● Your objective
Look through the lines below for the word "Failed", and copy every line that has it.

Given data section start

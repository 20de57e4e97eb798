//! In-memory implementation of BillingStore.
//!
//! Backs local development and the test suites. One mutex guards all
//! tables so a commit is atomic exactly like the Postgres transaction
//! it stands in for, including the version checks.

use std::collections::HashMap;

use async_trait::async_trait;
use tokio::sync::Mutex;

use crate::domain::billing::{
    BillingEvent, EventOutcome, Membership, RefundShortfall, WalletBalance, WalletTransaction,
};
use crate::domain::foundation::{AccountId, DomainError, EventId, Timestamp};
use crate::ports::{
    AccountSnapshot, BillingStore, CommitResult, CommitWrites, DowngradeResult,
};

#[derive(Default)]
struct Tables {
    events: HashMap<EventId, BillingEvent>,
    memberships: HashMap<AccountId, Membership>,
    wallets: HashMap<AccountId, WalletBalance>,
    transactions: Vec<WalletTransaction>,
    shortfalls: Vec<RefundShortfall>,
}

/// In-memory BillingStore with the same commit semantics as Postgres.
pub struct InMemoryBillingStore {
    tables: Mutex<Tables>,
}

impl InMemoryBillingStore {
    pub fn new() -> Self {
        Self {
            tables: Mutex::new(Tables::default()),
        }
    }

    /// Number of recorded events. Test helper.
    pub async fn event_count(&self) -> usize {
        self.tables.lock().await.events.len()
    }
}

impl Default for InMemoryBillingStore {
    fn default() -> Self {
        Self::new()
    }
}

/// Applies a version-checked membership upsert, mirroring
/// `INSERT ... ON CONFLICT DO UPDATE ... WHERE version = expected`.
fn put_membership(tables: &mut Tables, membership: &Membership) -> Result<(), DomainError> {
    let current_version = tables
        .memberships
        .get(&membership.account_id)
        .map(|m| m.version)
        .unwrap_or(0);
    if current_version != membership.version {
        return Err(DomainError::conflict(format!(
            "membership for {} moved from version {} to {}",
            membership.account_id, membership.version, current_version
        )));
    }
    let mut stored = membership.clone();
    stored.version += 1;
    tables.memberships.insert(stored.account_id.clone(), stored);
    Ok(())
}

fn put_wallet(tables: &mut Tables, wallet: &WalletBalance) -> Result<(), DomainError> {
    let current_version = tables
        .wallets
        .get(&wallet.account_id)
        .map(|w| w.version)
        .unwrap_or(0);
    if current_version != wallet.version {
        return Err(DomainError::conflict(format!(
            "wallet for {} moved from version {} to {}",
            wallet.account_id, wallet.version, current_version
        )));
    }
    let mut stored = wallet.clone();
    stored.version += 1;
    tables.wallets.insert(stored.account_id.clone(), stored);
    Ok(())
}

#[async_trait]
impl BillingStore for InMemoryBillingStore {
    async fn find_event(&self, event_id: &EventId) -> Result<Option<BillingEvent>, DomainError> {
        let tables = self.tables.lock().await;
        Ok(tables.events.get(event_id).cloned())
    }

    async fn load_snapshot(&self, account_id: &AccountId) -> Result<AccountSnapshot, DomainError> {
        let tables = self.tables.lock().await;
        Ok(AccountSnapshot {
            membership: tables
                .memberships
                .get(account_id)
                .cloned()
                .unwrap_or_else(|| Membership::free(account_id.clone())),
            wallet: tables
                .wallets
                .get(account_id)
                .cloned()
                .unwrap_or_else(|| WalletBalance::zero(account_id.clone())),
        })
    }

    async fn commit(
        &self,
        event: &BillingEvent,
        writes: CommitWrites,
    ) -> Result<CommitResult, DomainError> {
        let mut tables = self.tables.lock().await;

        // Event-id claim. Failed records are replaceable.
        if let Some(existing) = tables.events.get(&event.event_id) {
            if existing.outcome != Some(EventOutcome::Failed) {
                return Ok(CommitResult::DuplicateEvent);
            }
        }

        // Version checks before any mutation so a conflict leaves the
        // store untouched, like a rolled-back transaction.
        if let Some(membership) = &writes.membership {
            let current = tables
                .memberships
                .get(&membership.account_id)
                .map(|m| m.version)
                .unwrap_or(0);
            if current != membership.version {
                return Err(DomainError::conflict(format!(
                    "membership for {} moved from version {} to {}",
                    membership.account_id, membership.version, current
                )));
            }
        }
        if let Some(wallet) = &writes.wallet {
            let current = tables
                .wallets
                .get(&wallet.account_id)
                .map(|w| w.version)
                .unwrap_or(0);
            if current != wallet.version {
                return Err(DomainError::conflict(format!(
                    "wallet for {} moved from version {} to {}",
                    wallet.account_id, wallet.version, current
                )));
            }
        }

        tables.events.insert(event.event_id.clone(), event.clone());
        if let Some(membership) = &writes.membership {
            put_membership(&mut tables, membership)?;
        }
        if let Some(wallet) = &writes.wallet {
            put_wallet(&mut tables, wallet)?;
        }
        if let Some(tx) = writes.wallet_transaction {
            tables.transactions.push(tx);
        }
        if let Some(shortfall) = writes.shortfall {
            tables.shortfalls.push(shortfall);
        }
        Ok(CommitResult::Applied)
    }

    async fn update_membership(&self, membership: &Membership) -> Result<(), DomainError> {
        let mut tables = self.tables.lock().await;
        put_membership(&mut tables, membership)
    }

    async fn expired_memberships(
        &self,
        now: Timestamp,
        limit: i64,
    ) -> Result<Vec<Membership>, DomainError> {
        let tables = self.tables.lock().await;
        let mut expired: Vec<Membership> = tables
            .memberships
            .values()
            .filter(|m| m.level.is_paid() && m.is_expired(now))
            .cloned()
            .collect();
        expired.sort_by_key(|m| m.expires_at);
        expired.truncate(limit.max(0) as usize);
        Ok(expired)
    }

    async fn commit_downgrade(
        &self,
        membership: &Membership,
    ) -> Result<DowngradeResult, DomainError> {
        let mut tables = self.tables.lock().await;
        let current_version = tables
            .memberships
            .get(&membership.account_id)
            .map(|m| m.version)
            .unwrap_or(0);
        if current_version != membership.version {
            return Ok(DowngradeResult::Skipped);
        }
        let mut stored = membership.clone();
        stored.version += 1;
        tables.memberships.insert(stored.account_id.clone(), stored);
        Ok(DowngradeResult::Downgraded)
    }

    async fn wallet_transactions(
        &self,
        account_id: &AccountId,
        limit: i64,
    ) -> Result<Vec<WalletTransaction>, DomainError> {
        let tables = self.tables.lock().await;
        let mut entries: Vec<WalletTransaction> = tables
            .transactions
            .iter()
            .filter(|tx| &tx.account_id == account_id)
            .cloned()
            .collect();
        entries.reverse();
        entries.truncate(limit.max(0) as usize);
        Ok(entries)
    }

    async fn refund_shortfalls(&self, limit: i64) -> Result<Vec<RefundShortfall>, DomainError> {
        let tables = self.tables.lock().await;
        let mut entries: Vec<RefundShortfall> = tables.shortfalls.clone();
        entries.reverse();
        entries.truncate(limit.max(0) as usize);
        Ok(entries)
    }
}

Given data section end

● Answer for the task
        // Event-id claim. Failed records are replaceable.
            if existing.outcome != Some(EventOutcome::Failed) {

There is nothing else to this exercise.